_What to do_
How many lines of the data contain the word "Result"? Give only that number.
_ _ _ _ _
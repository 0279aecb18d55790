use chrono::NaiveDate;
use tracing::{debug, instrument};

use crate::availability::snapshot::AvailabilitySnapshot;
use crate::config::PlatformConfig;
use crate::error::BookingError;
use crate::platform::PlatformSession;

/// Fetch the reservations/blackout feed for `date`.
///
/// Any transport or decoding problem is `AvailabilityUnknown`: a slot is
/// never assumed free because the feed could not be read.
#[instrument(skip(session, cfg), fields(%date), level = "debug")]
pub async fn fetch_snapshot(
    session: &dyn PlatformSession,
    cfg: &PlatformConfig,
    date: NaiveDate,
) -> Result<AvailabilitySnapshot, BookingError> {
    let url = format!(
        "{}?location={}&type={}&date={}",
        cfg.url(&cfg.availability_path),
        cfg.location,
        cfg.reservation_type,
        date.format("%Y-%m-%d")
    );

    let resp = session
        .post_form(&url, &cfg.reservation_referer(), &[])
        .await
        .map_err(|e| BookingError::AvailabilityUnknown(e.to_string()))?;

    let snapshot: AvailabilitySnapshot = serde_json::from_str(&resp.body)
        .map_err(|e| BookingError::AvailabilityUnknown(format!("malformed feed: {e}")))?;

    debug!(
        reservations = snapshot.reservations.len(),
        blocks = snapshot.blocks.as_ref().map(Vec::len),
        "availability snapshot fetched"
    );

    Ok(snapshot)
}
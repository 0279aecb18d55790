use std::fmt;

use chrono::{DateTime, Utc};

use crate::platform::PlatformSession;

/// A verified, disposable guest session.
///
/// Lives for exactly one batch of slots and is dropped afterwards; it is
/// never reused across desired bookings.
pub struct GuestIdentity {
    session: Box<dyn PlatformSession>,
    email: String,
    created_at: DateTime<Utc>,
    remaining_quota: usize,
}

impl GuestIdentity {
    pub fn new(session: Box<dyn PlatformSession>, email: String, quota: usize) -> Self {
        Self {
            session,
            email,
            created_at: Utc::now(),
            remaining_quota: quota,
        }
    }

    pub fn session(&self) -> &dyn PlatformSession {
        self.session.as_ref()
    }

    pub fn email(&self) -> &str {
        &self.email
    }

    pub fn created_at(&self) -> DateTime<Utc> {
        self.created_at
    }

    pub fn remaining_quota(&self) -> usize {
        self.remaining_quota
    }

    /// Take one unit of quota for a submission. Usage counts whether or not
    /// the platform accepts the booking.
    pub fn try_consume(&mut self) -> bool {
        if self.remaining_quota == 0 {
            return false;
        }
        self.remaining_quota -= 1;
        true
    }
}

impl fmt::Debug for GuestIdentity {
    fn fmt(&self, f: &mut fmt::Formatter<'_>) -> fmt::Result {
        f.debug_struct("GuestIdentity")
            .field("email", &self.email)
            .field("created_at", &self.created_at)
            .field("remaining_quota", &self.remaining_quota)
            .finish()
    }
}
//! Groups bookable slots into per-identity batches.

use crate::planner::types::TimeSlot;

/// Partition `slots` into consecutive batches of at most `quota` entries,
/// preserving order. One batch is served by one guest identity, so the
/// batch count is the number of identities to provision.
pub fn partition_by_quota(slots: &[TimeSlot], quota: usize) -> Vec<Vec<TimeSlot>> {
    slots
        .chunks(quota.max(1))
        .map(|batch| batch.to_vec())
        .collect()
}

#[cfg(test)]
mod tests {
    use super::*;
    use crate::planner::chunker::chunk_range;
    use chrono::{NaiveDate, NaiveTime, TimeDelta};

    fn hourly_slots(n: u32) -> Vec<TimeSlot> {
        let date = NaiveDate::from_ymd_opt(2025, 12, 15).unwrap();
        chunk_range(
            date,
            NaiveTime::from_hms_opt(8, 0, 0).unwrap(),
            NaiveTime::from_hms_opt(8 + n, 0, 0).unwrap(),
            "565",
            TimeDelta::hours(1),
        )
        .unwrap()
    }

    #[test]
    fn five_slots_make_two_two_one() {
        let slots = hourly_slots(5);
        let batches = partition_by_quota(&slots, 2);

        let sizes: Vec<_> = batches.iter().map(Vec::len).collect();
        assert_eq!(sizes, vec![2, 2, 1]);

        let flattened: Vec<_> = batches.into_iter().flatten().collect();
        assert_eq!(flattened, slots, "order must be preserved");
    }

    #[test]
    fn batch_count_is_ceiling_of_half() {
        for n in 1..=9 {
            let batches = partition_by_quota(&hourly_slots(n), 2);
            assert_eq!(batches.len(), n.div_ceil(2) as usize);
            assert!(batches.iter().all(|b| !b.is_empty() && b.len() <= 2));
        }
    }

    #[test]
    fn no_slots_no_batches() {
        assert!(partition_by_quota(&[], 2).is_empty());
    }

    #[test]
    fn zero_quota_degrades_to_singletons() {
        let batches = partition_by_quota(&hourly_slots(3), 0);
        assert_eq!(batches.len(), 3);
    }
}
_ _ _ _ _
_Written response_
2